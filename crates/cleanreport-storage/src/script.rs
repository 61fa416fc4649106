use crate::traits::{Sink, SinkError, SinkResult};
use async_trait::async_trait;
use cleanreport_core::{ForwardUnit, SinkBackend};
use reqwest::redirect::Policy;
use std::time::Duration;

/// Redirects followed per call. Script deployments answer with a 302 to the result page.
const MAX_REDIRECTS: usize = 5;

/// Sink posting each forward unit as JSON to a remote script endpoint
#[derive(Clone)]
pub struct ScriptSink {
    client: reqwest::Client,
    url: String,
    timeout: Duration,
}

impl ScriptSink {
    pub fn new(url: impl Into<String>, timeout: Duration) -> SinkResult<Self> {
        let client = reqwest::Client::builder()
            .redirect(Policy::limited(MAX_REDIRECTS))
            .timeout(timeout)
            .build()
            .map_err(|e| SinkError::Config(e.to_string()))?;

        Ok(Self {
            client,
            url: url.into(),
            timeout,
        })
    }
}

#[async_trait]
impl Sink for ScriptSink {
    async fn store(&self, unit: &ForwardUnit) -> SinkResult<()> {
        let body = unit.to_request();
        let start = std::time::Instant::now();

        let response = self
            .client
            .post(&self.url)
            .json(&body)
            .send()
            .await
            .map_err(|e| {
                if e.is_timeout() {
                    SinkError::Timeout(self.timeout.as_secs())
                } else {
                    SinkError::Transport(e.to_string())
                }
            })?;

        let status = response.status();
        if !status.is_success() {
            let body = response.text().await.unwrap_or_default();
            tracing::warn!(
                submission_id = %unit.submission_id,
                unit_index = unit.index,
                status = status.as_u16(),
                "Script sink rejected forward unit"
            );
            return Err(SinkError::Rejected {
                status: status.as_u16(),
                body: body.chars().take(512).collect(),
            });
        }

        tracing::info!(
            submission_id = %unit.submission_id,
            unit_index = unit.index,
            unit_count = unit.total,
            images = unit.images.len(),
            duration_ms = start.elapsed().as_secs_f64() * 1000.0,
            "Script sink accepted forward unit"
        );

        Ok(())
    }

    fn backend_type(&self) -> SinkBackend {
        SinkBackend::Script
    }
}

#[cfg(test)]
mod tests {
    use super::*;
    use axum::{extract::State, http::StatusCode, routing::post, Json, Router};
    use chrono::NaiveDate;
    use cleanreport_core::{
        find_field, ForwardMode, ImageAsset, SubmissionMetadata, TransferPayload, WorkType,
    };
    use std::sync::{Arc, Mutex};

    type Received = Arc<Mutex<Vec<serde_json::Value>>>;

    async fn record(
        State(received): State<Received>,
        Json(body): Json<serde_json::Value>,
    ) -> StatusCode {
        received.lock().unwrap().push(body);
        StatusCode::OK
    }

    async fn spawn_script() -> (String, Received) {
        let received: Received = Arc::default();
        let app = Router::new()
            .route("/exec", post(record))
            .route(
                "/redirect",
                post(|| async {
                    (
                        StatusCode::TEMPORARY_REDIRECT,
                        [(axum::http::header::LOCATION, "/exec")],
                    )
                }),
            )
            .route("/fail", post(|| async { StatusCode::INTERNAL_SERVER_ERROR }))
            .with_state(received.clone());
        let listener = tokio::net::TcpListener::bind("127.0.0.1:0").await.unwrap();
        let addr = listener.local_addr().unwrap();
        tokio::spawn(async move {
            axum::serve(listener, app).await.unwrap();
        });
        (format!("http://{}", addr), received)
    }

    fn payload() -> TransferPayload {
        let field = find_field("normal_photos").unwrap();
        TransferPayload::new(
            SubmissionMetadata {
                staff: "A".to_string(),
                site: "B".to_string(),
                report_date: NaiveDate::from_ymd_opt(2024, 1, 1).unwrap(),
                work_type: WorkType::Normal,
                work_time: None,
            },
            vec![
                ImageAsset::new(field, 1, "data:image/jpeg;base64,AAAA".to_string()),
                ImageAsset::new(field, 2, "data:image/jpeg;base64,BBBB".to_string()),
            ],
        )
    }

    #[tokio::test]
    async fn test_posts_single_image_units() {
        let (base, received) = spawn_script().await;
        let sink = ScriptSink::new(format!("{}/exec", base), Duration::from_secs(5)).unwrap();

        let payload = payload();
        for unit in payload.forward_units(ForwardMode::PerImage) {
            sink.store(&unit).await.unwrap();
        }

        let received = received.lock().unwrap();
        assert_eq!(received.len(), 2);
        assert_eq!(received[0]["singleImage"]["sequence"], 1);
        assert_eq!(received[1]["singleImage"]["sequence"], 2);
        assert_eq!(received[0]["submissionId"], payload.submission_id.to_string());
        assert!(received[0].get("allImages").is_none());
    }

    #[tokio::test]
    async fn test_follows_redirects() {
        let (base, received) = spawn_script().await;
        let sink = ScriptSink::new(format!("{}/redirect", base), Duration::from_secs(5)).unwrap();

        let units = payload().forward_units(ForwardMode::Single);
        sink.store(&units[0]).await.unwrap();

        let received = received.lock().unwrap();
        assert_eq!(received.len(), 1);
        assert_eq!(received[0]["allImages"].as_array().unwrap().len(), 2);
    }

    #[tokio::test]
    async fn test_non_success_is_rejected() {
        let (base, _received) = spawn_script().await;
        let sink = ScriptSink::new(format!("{}/fail", base), Duration::from_secs(5)).unwrap();

        let units = payload().forward_units(ForwardMode::Single);
        let err = sink.store(&units[0]).await.unwrap_err();
        assert!(matches!(err, SinkError::Rejected { status: 500, .. }));
        assert!(err.is_retryable());
    }
}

*****

Gather all lines from the records above in which "exec" appears.

            .route("/exec", post(record))
                        [(axum::http::header::LOCATION, "/exec")],
        let sink = ScriptSink::new(format!("{}/exec", base), Duration::from_secs(5)).unwrap();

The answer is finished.